» Your instructions: Only the first line of the listing and the lines after it, up to and including the one containing "recent observations (oldest", should be retyped exactly.

════════════════════

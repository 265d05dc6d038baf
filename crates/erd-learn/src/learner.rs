//! The adaptive weight learner.
//!
//! # Model
//!
//! Per directed edge the learner keeps two things:
//!
//! - a bounded sliding window of the most recent observations (oldest
//!   evicted first), from which the time-pattern factors are computed, and
//! - a single scalar "learned weight", updated on every observation by
//!   exponential moving average and seeded to the first observation.
//!
//! # Congestion estimate
//!
//! A query `(edge, timestamp)` blends three signals, each a ratio of a
//! conditional mean against the window's overall mean (divisor floored at
//! 0.1 so near-zero data cannot blow the ratio up):
//!
//! | Signal      | Weight | Conditional slice                              |
//! |-------------|--------|------------------------------------------------|
//! | time-of-day | 0.4    | observations within ±2 clock hours of the query |
//! | day-of-week | 0.3    | observations on the query's weekday             |
//! | trend       | 0.3    | OLS slope over the last ≤5 observations         |
//!
//! An edge with no observations answers the neutral 1.0.  Hour distance is
//! plain `|a − b|`, not circular: 23:00 and 01:00 are 22 hours apart.

use std::collections::VecDeque;
use std::fmt;

use rustc_hash::FxHashMap;

use erd_core::{LocationId, Timestamp};

use crate::error::LearnError;

/// Directed edge key: `(source, destination)` location ids.
type EdgeKey = (LocationId, LocationId);

/// Floor for every mean used as a divisor.
const MIN_MEAN_DIVISOR: f64 = 0.1;

/// How many trailing observations feed the trend fit.
const TREND_WINDOW: usize = 5;

// ── Observations ──────────────────────────────────────────────────────────────

#[derive(Copy, Clone, Debug)]
struct Observation {
    travel_min: f64,
    at: Timestamp,
}

#[derive(Default)]
struct EdgeHistory {
    window: VecDeque<Observation>,
}

impl EdgeHistory {
    fn push(&mut self, obs: Observation, cap: usize) {
        if self.window.len() == cap {
            self.window.pop_front();
        }
        self.window.push_back(obs);
    }

    fn mean(&self) -> f64 {
        if self.window.is_empty() {
            return 0.0;
        }
        self.window.iter().map(|o| o.travel_min).sum::<f64>() / self.window.len() as f64
    }
}

// ── Statistics bundle ─────────────────────────────────────────────────────────

/// Snapshot of the learner's reporting surface.
#[derive(Copy, Clone, Debug)]
pub struct LearnerStats {
    pub edges_learned: usize,
    pub total_observations: usize,
    pub learning_rate: f64,
    pub window_size: usize,
    /// `100 × (1 − mean(|predicted − actual| / actual))` over all edges with
    /// both a prediction and observations.  Systematically wrong predictions
    /// push this negative; it is reported as-is, never clamped.
    pub average_accuracy_pct: f64,
}

// ── AdaptiveWeightLearner ─────────────────────────────────────────────────────

/// Learns per-edge travel behavior from observed travel times.
pub struct AdaptiveWeightLearner {
    histories: FxHashMap<EdgeKey, EdgeHistory>,
    learned: FxHashMap<EdgeKey, f64>,
    learning_rate: f64,
    window_size: usize,
}

impl AdaptiveWeightLearner {
    /// `learning_rate` must be in `(0, 1]`, `window_size` at least 1.
    pub fn new(learning_rate: f64, window_size: usize) -> Result<Self, LearnError> {
        if !(learning_rate > 0.0 && learning_rate <= 1.0) {
            return Err(LearnError::InvalidLearningRate(learning_rate));
        }
        if window_size == 0 {
            return Err(LearnError::InvalidWindowSize(window_size));
        }
        Ok(Self {
            histories: FxHashMap::default(),
            learned: FxHashMap::default(),
            learning_rate,
            window_size,
        })
    }

    // ── Ingestion ─────────────────────────────────────────────────────────

    /// Record an observed travel time (minutes) for the directed edge
    /// `from → to`, evicting the oldest window entry once full, and fold the
    /// observation into the edge's EMA weight.
    pub fn record_travel_time(
        &mut self,
        from: LocationId,
        to: LocationId,
        travel_min: f64,
        at: Timestamp,
    ) {
        let key = (from, to);
        self.histories
            .entry(key)
            .or_default()
            .push(Observation { travel_min, at }, self.window_size);

        let weight = self.learned.entry(key).or_insert(travel_min);
        *weight = self.learning_rate * travel_min + (1.0 - self.learning_rate) * *weight;
    }

    // ── Queries ───────────────────────────────────────────────────────────

    /// Time-context-aware congestion estimate for `from → to` at `at`.
    ///
    /// Neutral 1.0 for an edge with no observations.  The estimate is
    /// advisory — nothing here writes it back into a network.
    pub fn congestion_factor(&self, from: LocationId, to: LocationId, at: Timestamp) -> f64 {
        let Some(history) = self.histories.get(&(from, to)) else {
            return 1.0;
        };
        if history.window.is_empty() {
            return 1.0;
        }

        let overall = history.mean().max(MIN_MEAN_DIVISOR);

        let time_of_day = conditional_ratio(history, overall, |o| {
            (o.at.hour_of_day() as i64 - at.hour_of_day() as i64).abs() <= 2
        });
        let day_of_week =
            conditional_ratio(history, overall, |o| o.at.day_of_week() == at.day_of_week());
        let trend = trend_factor(history);

        time_of_day * 0.4 + day_of_week * 0.3 + trend * 0.3
    }

    /// The EMA-learned weight for `from → to`, if any observation has been
    /// recorded.
    pub fn predicted_weight(&self, from: LocationId, to: LocationId) -> Option<f64> {
        self.learned.get(&(from, to)).copied()
    }

    pub fn stats(&self) -> LearnerStats {
        LearnerStats {
            edges_learned: self.learned.len(),
            total_observations: self.histories.values().map(|h| h.window.len()).sum(),
            learning_rate: self.learning_rate,
            window_size: self.window_size,
            average_accuracy_pct: self.average_accuracy_pct(),
        }
    }

    fn average_accuracy_pct(&self) -> f64 {
        let mut total_error = 0.0;
        let mut count = 0usize;

        for (key, history) in &self.histories {
            let Some(&predicted) = self.learned.get(key) else { continue };
            if history.window.is_empty() {
                continue;
            }
            let actual = history.mean();
            total_error += (predicted - actual).abs() / actual;
            count += 1;
        }

        if count == 0 {
            return 0.0;
        }
        (1.0 - total_error / count as f64) * 100.0
    }
}

impl fmt::Display for AdaptiveWeightLearner {
    /// Learning report: parameters, outcomes, and the five most-observed
    /// edges.
    fn fmt(&self, f: &mut fmt::Formatter<'_>) -> fmt::Result {
        let stats = self.stats();
        writeln!(f, "=== adaptive learning ===")?;
        writeln!(f, "learning rate: {:.3}, window: {} observations", stats.learning_rate, stats.window_size)?;
        writeln!(f, "edges learned: {}, observations: {}", stats.edges_learned, stats.total_observations)?;
        writeln!(f, "prediction accuracy: {:.2}%", stats.average_accuracy_pct)?;

        let mut edges: Vec<(&EdgeKey, usize)> =
            self.histories.iter().map(|(k, h)| (k, h.window.len())).collect();
        edges.sort_unstable_by(|a, b| b.1.cmp(&a.1).then_with(|| a.0.cmp(b.0)));

        for (i, &(&(from, to), observed)) in edges.iter().take(5).enumerate() {
            write!(f, "{}. {from} -> {to}: {observed} observations", i + 1)?;
            if let Some(weight) = self.learned.get(&(from, to)) {
                write!(f, ", learned {weight:.2} min")?;
            }
            writeln!(f)?;
        }
        Ok(())
    }
}

// ── Factor internals ──────────────────────────────────────────────────────────

/// Mean of the observations matching `pred`, divided by the overall mean;
/// 1.0 when nothing matches.
fn conditional_ratio<F: Fn(&Observation) -> bool>(
    history: &EdgeHistory,
    overall_mean: f64,
    pred: F,
) -> f64 {
    let mut sum = 0.0;
    let mut count = 0usize;
    for obs in history.window.iter().filter(|&o| pred(o)) {
        sum += obs.travel_min;
        count += 1;
    }
    if count == 0 {
        return 1.0;
    }
    (sum / count as f64) / overall_mean
}

/// Ordinary-least-squares slope over the last ≤5 observations (x = index,
/// y = travel time), expressed as `1 + 2 × slope/mean` and clamped to
/// `[0.5, 2.0]`.  Needs at least 3 observations, else neutral.
fn trend_factor(history: &EdgeHistory) -> f64 {
    let len = history.window.len();
    if len < 3 {
        return 1.0;
    }

    let start = len.saturating_sub(TREND_WINDOW);
    let recent: Vec<f64> = history.window.iter().skip(start).map(|o| o.travel_min).collect();
    let n = recent.len() as f64;

    let (mut sum_x, mut sum_y, mut sum_xy, mut sum_x2) = (0.0, 0.0, 0.0, 0.0);
    for (i, &y) in recent.iter().enumerate() {
        let x = i as f64;
        sum_x += x;
        sum_y += y;
        sum_xy += x * y;
        sum_x2 += x * x;
    }

    let slope = (n * sum_xy - sum_x * sum_y) / (n * sum_x2 - sum_x * sum_x);
    let mean = (sum_y / n).max(MIN_MEAN_DIVISOR);

    (1.0 + (slope / mean) * 2.0).clamp(0.5, 2.0)
}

════════════════════

» Exercise solution:
repository 265d05dc6d038baf
filename crates/erd-learn/src/learner.rs
//! The adaptive weight learner.
//!
//! # Model
//!
//! Per directed edge the learner keeps two things:
//!
//! - a bounded sliding window of the most recent observations (oldest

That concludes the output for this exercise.